OPINIÃO DA FOLHA
Se agora der certo
O governo do Estado põe na mesa a sua carta mais valiosa ao desapropriar, via decretos, cinco das seis empresas concessionárias de pedágio no Paraná. As tentativas anteriores, se não foram totalmente inúteis, demandam tempo e uma briga judicial sem ganhador e nem perdedor, pois as liminares servem justamente para colocar em prática, enquanto uma ação principal tramita na Justiça, a queda-de-braço sem fim das partes. Ora um ganha, ora outro sai vencedor. E, enquanto isso, o usuário continua pagando por um serviço cujo contrato estabelecia determinadas melhorias, mas que deixam de ser feitas pelo fato de haver polêmica e questionamentos sobre o sistema de concessão de rodovias.
Infelizmente, o quadro paranaense não difere muito da de alguns outros estados. Viajar do Norte do Paraná para Minas Gerais, Goiás e até Brasília pela Transbrasiliana, a BR-153, dá ao motorista a impressão de que ele está empunhando uma arma de fogo com o cano apontado para o próprio ouvido, brincando de roleta russa. A qualquer momento o veículo pode cair num buraco aberto no meio da pista e sofrer danos. Se o usuário estiver a uma velocidade acima do tolerável, corre o risco de provocar ferimentos em si e em seus acompanhantes, pois algumas imperfeições das pistas mais parecem enormes crateras.
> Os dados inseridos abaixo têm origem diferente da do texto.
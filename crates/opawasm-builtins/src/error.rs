//! Built-in error types.

use thiserror::Error;

/// Code attached to failures that carry no code of their own.
pub const BUILTIN_ERROR_CODE: &str = "eval_builtin_error";

/// Errors produced while resolving or running a built-in.
#[derive(Debug, Clone, PartialEq, Eq, Error)]
pub enum BuiltinError {
    /// The implementation failed. Swallowed unless strict mode is on.
    #[error("{code}: {message}")]
    Failed { code: String, message: String },

    /// No implementation exists for `name.arity`. Always fatal.
    #[error("builtin '{name}' is not implemented")]
    NotImplemented { name: String },
}

impl BuiltinError {
    /// A failure with the generic [`BUILTIN_ERROR_CODE`].
    pub fn failed(message: impl Into<String>) -> Self {
        BuiltinError::Failed {
            code: BUILTIN_ERROR_CODE.to_string(),
            message: message.into(),
        }
    }

    pub fn with_code(code: impl Into<String>, message: impl Into<String>) -> Self {
        BuiltinError::Failed {
            code: code.into(),
            message: message.into(),
        }
    }

    pub fn code(&self) -> &str {
        match self {
            BuiltinError::Failed { code, .. } => code,
            BuiltinError::NotImplemented { .. } => BUILTIN_ERROR_CODE,
        }
    }

    pub fn is_not_implemented(&self) -> bool {
        matches!(self, BuiltinError::NotImplemented { .. })
    }
}

impl From<serde_json::Error> for BuiltinError {
    fn from(err: serde_json::Error) -> Self {
        BuiltinError::failed(err.to_string())
    }
}

/// Built-in result type alias.
pub type BuiltinResult<T> = Result<T, BuiltinError>;
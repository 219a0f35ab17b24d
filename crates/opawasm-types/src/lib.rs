//! Shared types for the OPA policy runtime.
//!
//! Everything here is plain data used by more than one crate: the ABI
//! version pair a policy module declares, the two textual encodings values
//! travel in, the result codes of guest-side data mutation, and the
//! envelope every evaluation row is wrapped in.

pub mod abi;
pub mod result;
pub mod value;

pub use abi::{AbiVersion, AbiVersionError};
pub use result::PolicyEvaluationResult;
pub use value::{OpaResult, RegoSet, ValueFormat, SET_KEY};
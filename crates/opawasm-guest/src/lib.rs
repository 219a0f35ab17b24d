//! Synthetic policy modules speaking the OPA WASM ABI.
//!
//! [`GuestModule`] assembles a small module that behaves like compiler
//! output at the ABI boundary, for any of the 1.0 / 1.2 / 1.3 revisions:
//!
//! ## Imports
//! - `env.memory` (host-created linear memory)
//! - `env.opa_abort(msg_ptr)`
//! - `env.opa_builtin2(id, ctx, a, b) → ptr`
//!
//! ## Behavior
//! - Values are NUL-terminated JSON text; parse copies, dump is identity.
//! - `opa_malloc` is a bump allocator over a heap-pointer global and grows
//!   memory on demand.
//! - Evaluating entrypoint `n` calls built-in `n` (same name as the
//!   entrypoint) with `(input, data)`; whatever the host returns is the
//!   result set. An undefined built-in result yields `[]`.
//! - An entrypoint may be configured to call `opa_abort` instead.
//! - `opa_value_add_path` / `opa_value_remove_path` return a configured
//!   result code; the 1.3 shadow-heap exports are no-ops.

pub mod builder;
pub mod error;
mod layout;

pub use builder::GuestModule;
pub use error::{GuestError, GuestResult};
//! Codec error types.

use thiserror::Error;

/// Malformed input. Every variant names the byte offset where reading
/// stopped.
#[derive(Debug, Clone, PartialEq, Eq, Error)]
pub enum CodecError {
    #[error("unterminated string starting at position {position}")]
    UnterminatedString { position: usize },

    #[error("unexpected '{found}' at position {position}")]
    UnexpectedToken { found: String, position: usize },

    #[error("unexpected end of input at position {position}")]
    UnexpectedEnd { position: usize },

    #[error("invalid literal '{literal}' at position {position}")]
    InvalidLiteral { literal: String, position: usize },

    #[error("maximum depth exceeded at position {position}")]
    MaxDepth { position: usize },
}

impl CodecError {
    pub fn position(&self) -> usize {
        match self {
            CodecError::UnterminatedString { position }
            | CodecError::UnexpectedToken { position, .. }
            | CodecError::UnexpectedEnd { position }
            | CodecError::InvalidLiteral { position, .. }
            | CodecError::MaxDepth { position } => *position,
        }
    }
}

/// Codec result type alias.
pub type CodecResult<T> = Result<T, CodecError>;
Não se paga pedágio na Transbrasiliana, o que não justifica o seu mau estado de conservação. Paga-se impostos, inclusive o IPVA. Caminhoneiros que transportam mercadorias pela 153 também carregam em suas carrocerias ou caçambas produtos tributados. E se a Transbrasiliana leva de algum lugar a outro, com certeza o seu projeto visou algum benefício social e comercial. Não teriam investido milhões para construir uma estrada sem finalidade.
Caso fosse possível colocar lado a lado a Castelo Branco e a 153, uma pareceria um tapete. Mas a diferença de um custo muito alto para o usuário, o pedágio que se paga na rodovia que leva a São Paulo. E numa comparação entre a Castelo Branco e a Dutra, já com destino ao Rio de Janeiro, é muito fácil perceber que, nesta última, apesar do pagamento de pedágio, o tapete está gasto e até alguns pequenos buracos, em seguida às chuvas, colocam os viajantes em risco.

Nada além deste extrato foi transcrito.